These Trojans distributed like more useful apps such as Battery saver and Ram Optimizer, but it additionally does have malware capabilities.
WAP-billing is a mobile payment feature that charges directly to the user’s mobile bill so that they don’t require to register a credit card or establish a username and positive identification.

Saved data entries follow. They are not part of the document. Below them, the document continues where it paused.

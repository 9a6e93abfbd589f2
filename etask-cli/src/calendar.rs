use chrono::{Datelike, Days, NaiveDate};
use etask_core::{CalendarContext, CalendarView, Task, bucket_dates, compute_progress};

/// Print one line per day cell, listing the tasks that land on it.
pub fn render_cells(cells: &[(NaiveDate, Vec<&Task>)], view: CalendarView, ctx: &CalendarContext) -> String {
    let mut s = String::new();
    let focus_month = cells
        .get(cells.len() / 2)
        .map(|(d, _)| d.month())
        .unwrap_or_default();

    for (day, tasks) in cells {
        // Month grids pad with neighbouring months; skip their empty cells.
        if view == CalendarView::Month && day.month() != focus_month && tasks.is_empty() {
            continue;
        }
        let marker = if *day == ctx.today { "*" } else { " " };
        let line = format!("{marker}{} {}", day.format("%a %Y-%m-%d"), summary(tasks.len()));
        s.push_str(line.trim_end());
        s.push('\n');
        for t in tasks {
            s.push_str(&format!(
                "    #{} {} [{}] {}%\n",
                t.id,
                t.title,
                t.status,
                compute_progress(t)
            ));
        }
    }
    s
}

fn summary(n: usize) -> String {
    match n {
        0 => String::new(),
        1 => "(1 task)".to_string(),
        n => format!("({n} tasks)"),
    }
}

/// Emit an iCalendar with one all-day VEVENT per task per cell it lands in.
///
/// UIDs are stable per task and day so re-imports update instead of duplicate.
pub fn tasks_to_ics(tasks: &[Task], dates: &[NaiveDate], ctx: &CalendarContext) -> String {
    let mut s = String::new();
    s.push_str("BEGIN:VCALENDAR\nVERSION:2.0\nPRODID:-//eTask//EN\n");

    for (day, cell) in bucket_dates(tasks, dates, ctx) {
        let next = day.checked_add_days(Days::new(1)).unwrap_or(day);
        for t in cell {
            s.push_str("BEGIN:VEVENT\n");
            s.push_str(&format!("UID:etask-{}-{}@etask\n", t.id, day.format("%Y%m%d")));
            s.push_str(&format!("DTSTART;VALUE=DATE:{}\n", day.format("%Y%m%d")));
            s.push_str(&format!("DTEND;VALUE=DATE:{}\n", next.format("%Y%m%d")));
            s.push_str(&format!("SUMMARY:{}\n", escape_ics(&t.title)));
            let description = format!(
                "Status: {}\nPriority: {}\nProgress: {}%\n{}",
                t.status,
                t.priority,
                compute_progress(t),
                t.description
            );
            s.push_str(&format!("DESCRIPTION:{}\n", escape_ics(description.trim_end())));
            s.push_str("END:VEVENT\n");
        }
    }

    s.push_str("END:VCALENDAR\n");
    s
}

fn escape_ics(s: &str) -> String {
    s.replace('\\', "\\\\")
        .replace('\n', "\\n")
        .replace(',', "\\,")
        .replace(';', "\\;")
}

#[cfg(test)]
mod tests {
    use super::*;
    use chrono::{TimeZone, Utc};
    use etask_core::{WeekStart, week_grid};

    fn ctx() -> CalendarContext {
        CalendarContext {
            today: NaiveDate::from_ymd_opt(2025, 3, 10).unwrap(),
            tz: chrono_tz::UTC,
            week_start: WeekStart::Sunday,
        }
    }

    fn tasks() -> Vec<Task> {
        let created = Utc.with_ymd_and_hms(2025, 3, 1, 9, 0, 0).unwrap();
        vec![
            Task::new(1, "Dentist; bring forms", created)
                .with_due(Utc.with_ymd_and_hms(2025, 3, 12, 15, 0, 0).unwrap()),
            Task::new(2, "Someday", created),
        ]
    }

    #[test]
    fn ics_has_one_all_day_event_per_dated_task() {
        let c = ctx();
        let ics = tasks_to_ics(&tasks(), &week_grid(c.today, c.week_start), &c);
        assert_eq!(ics.matches("BEGIN:VEVENT").count(), 1);
        assert!(ics.contains("UID:etask-1-20250312@etask"));
        assert!(ics.contains("DTSTART;VALUE=DATE:20250312"));
        assert!(ics.contains("DTEND;VALUE=DATE:20250313"));
        assert!(ics.contains("SUMMARY:Dentist\\; bring forms"));
        assert!(ics.ends_with("END:VCALENDAR\n"));
    }

    #[test]
    fn week_render_marks_today_and_lists_tasks() {
        let c = ctx();
        let all = tasks();
        let cells = bucket_dates(&all, &week_grid(c.today, c.week_start), &c);
        let out = render_cells(&cells, CalendarView::Week, &c);
        assert_eq!(out.lines().filter(|l| !l.starts_with("    ")).count(), 7);
        assert!(out.contains("*Mon 2025-03-10"));
        assert!(out.contains(" Wed 2025-03-12 (1 task)"));
        assert!(out.contains("    #1 Dentist; bring forms [To-Do] 0%"));
    }
}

Generally these Trojan’s first turn off your WiFi connection and then turn on mobile Internet. They do this because WAP-billing works only through mobile Internet. Then they open a web page that redirects to the page with WAP-billing.
Trojan Clickers AndroidOS.Ubsod & Xafekopy
It is a simple Trojan which pretends like an advertising software, but it is capable of deleting all incoming message that has “ubscri” (part of “Subscription”).
He detected another Trojan as Trojan-Clicker.AndroidOS.Xafekopy which uses JS files similar to Ztorg’s to click on buttons of the web page. It was created by Chinese developers and targeting India(37%) and Russian(32%) users.
Files are distributed in two versions one with Indian links and another with Russian links. These applications once installed loads files from its origin folder which has all the major functionalities. By using this JS they can bypass captcha forms on web pages.
And the Trojan Trojan-Clicker.AndroidOS.Autosus.a is designed to steal money with WAP-billing by using clickjacking methods and also has the ability to hide incoming messages as per commands from C&C server.